Preparing Your Data For Einstein Discovery
Einstein Discovery is AI-powered analytics that enables business users to automatically discover relevant patterns based on their data – without having to build sophisticated data models. However, Einstein Discovery is only as good as the historical data it is analyzing. Wrangling the data, which is always the hardest part, involves cleaning and consolidating your historical data. Sometimes this will involve creating new derived or transformed fields. The process of preparing your data doesn’t have to be overwhelming. Whether you are working with the variety of data preparation features within Einstein Analytics, or you are using external tools, as long as you focus on how Einstein Discovery will analyze the data, you will be successful.

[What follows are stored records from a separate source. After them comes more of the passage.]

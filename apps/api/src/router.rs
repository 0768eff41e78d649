use std::sync::Arc;

use axum::{routing::get, Router};

use shared_config::AppConfig;

pub fn create_router(state: Arc<AppConfig>) -> Router {
    Router::new()
        .route("/", get(|| async { "Clinic API is running!" }))
        // Public site surface
        .nest(
            "/appointments",
            booking_cell::router::booking_routes(state.clone()),
        )
        .nest(
            "/contact",
            contact_cell::router::contact_routes(state.clone()),
        )
        .nest(
            "/settings",
            settings_cell::router::settings_routes(state.clone()),
        )
        // Admin dashboard surface
        .nest(
            "/admin/appointments",
            booking_cell::router::admin_routes(state.clone()),
        )
        .nest(
            "/admin/contact",
            contact_cell::router::admin_routes(state.clone()),
        )
        .nest(
            "/admin/settings",
            settings_cell::router::admin_routes(state),
        )
}
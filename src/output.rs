//! Diagnostic output for the favicon pipeline.
//!
//! Every line the plugin prints goes through this module so the host's
//! console shows one consistent shape:
//!
//! ```text
//! ✅ favicon-factory - output folder created. Processing favicons...
//! ❌ favicon-factory - file static/logo.svg does not exist
//! 📣 favicon-factory - something worth noticing
//! ```
//!
//! # Architecture
//!
//! [`format_log_line`] is pure and returns the finished line, so tests can
//! assert on exact output. [`log`] and the level shorthands write it to
//! stderr, keeping stdout free for whatever the host build prints.

/// Prefix shown after the icon on every line.
const LABEL: &str = "favicon-factory";

/// Used when a caller passes an empty message.
const FALLBACK_MESSAGE: &str = "OPS! An error has occurred";

/// Severity of a diagnostic line.
#[derive(Debug, Clone, Copy, PartialEq, Eq, Default)]
pub enum LogLevel {
    Info,
    Error,
    #[default]
    Notice,
}

impl LogLevel {
    fn icon(self) -> &'static str {
        match self {
            LogLevel::Info => "✅",
            LogLevel::Error => "❌",
            LogLevel::Notice => "📣",
        }
    }
}

/// Format a diagnostic line: `<icon> favicon-factory - <message>`.
pub fn format_log_line(level: LogLevel, message: &str) -> String {
    let message = if message.is_empty() {
        FALLBACK_MESSAGE
    } else {
        message
    };
    format!("{} {} - {}", level.icon(), LABEL, message)
}

/// Write a diagnostic line to stderr.
pub fn log(level: LogLevel, message: &str) {
    eprintln!("{}", format_log_line(level, message));
}

pub fn info(message: &str) {
    log(LogLevel::Info, message);
}

pub fn error(message: &str) {
    log(LogLevel::Error, message);
}

#[cfg(test)]
mod tests {
    use super::*;

    #[test]
    fn info_line_uses_check_icon() {
        assert_eq!(
            format_log_line(LogLevel::Info, "manifest.json created successfully"),
            "✅ favicon-factory - manifest.json created successfully"
        );
    }

    #[test]
    fn error_line_uses_cross_icon() {
        assert_eq!(
            format_log_line(LogLevel::Error, "boom"),
            "❌ favicon-factory - boom"
        );
    }

    #[test]
    fn default_level_is_notice() {
        assert_eq!(LogLevel::default(), LogLevel::Notice);
        assert!(format_log_line(LogLevel::default(), "hi").starts_with("📣 "));
    }

    #[test]
    fn empty_message_falls_back() {
        assert_eq!(
            format_log_line(LogLevel::Error, ""),
            "❌ favicon-factory - OPS! An error has occurred"
        );
    }
}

Before preparing your data, it’s important to come up with the right use case. Einstein Discovery is entirely outcome focused, which means you need to provide historical data which has already reached the outcome (think opportunities that have already closed rather than open pipeline). Lastly, Einstein Discovery can analyze two types of outcomes: 1. Binary (true/false, yes/no, win/loss) 2. Numeric (Amount, Quantity, Time, etc). Once you have selected your use case, you can start to collect your data.
This process can be broken down into five steps assuming the right use case:
- Identify training dataset
- Join your data
- Choose the columns to include
- Filter Data
- Calculate fields
Let’s deep dive into an example – predicting opportunity time-to-close
What if sales executives had more confidence that deals would be closed on time? What if machine learning could help predict the total time it will take for an opportunity to close, based on historical data? Because we are predicting number of days to close an opportunity, we can apply a Linear Regression machine learning algorithm, but don’t worry if you don’t know what any of that means, Einstein Discovery will apply it automatically when you choose the outcome to analyze.
While not all sales process times can be predicted, this example assumes sales reps are tracking their entire deal cycle in Salesforce. In order to train Einstein Discovery to be able to predict how long it will take an opportunity to close, we need to feed it historical data that shows how long it took for actual deals to close. Not all historical data will be useful however, and it will be important to clean and prepare your data before Einstein Discovery is smart enough to make predictions. For example, if your sales process changed drastically in the last year, then historical data from two years ago will not surface relevant insights to improving today’s sales cycle.
Step 1. Identify data for training
First, it’s important to identify where all your historical data lives. This will be the data used to train Einstein Discovery about what has happened in the past, so it can identify all of the patterns. Opportunity data, for instance, should live in Salesforce, but more specifically, it lives in the Opportunity object. Information about who the rep is selling to should be tracked in the Account Object. Related activities to the Opportunity should live in the Task and Event objects, various members of the selling team live in the Opportunity Team Member object and details about the Sales Rep should live in the User Object. This is all important because Einstein Discovery will need to learn from each and every historical opportunity, which should include Account, and Owner information and may also include counts of tasks, events and/or team members. If the data is already in Salesforce, Einstein Analytics Data Manager makes it very easy to sync your objects and Recipes can be used to join your data.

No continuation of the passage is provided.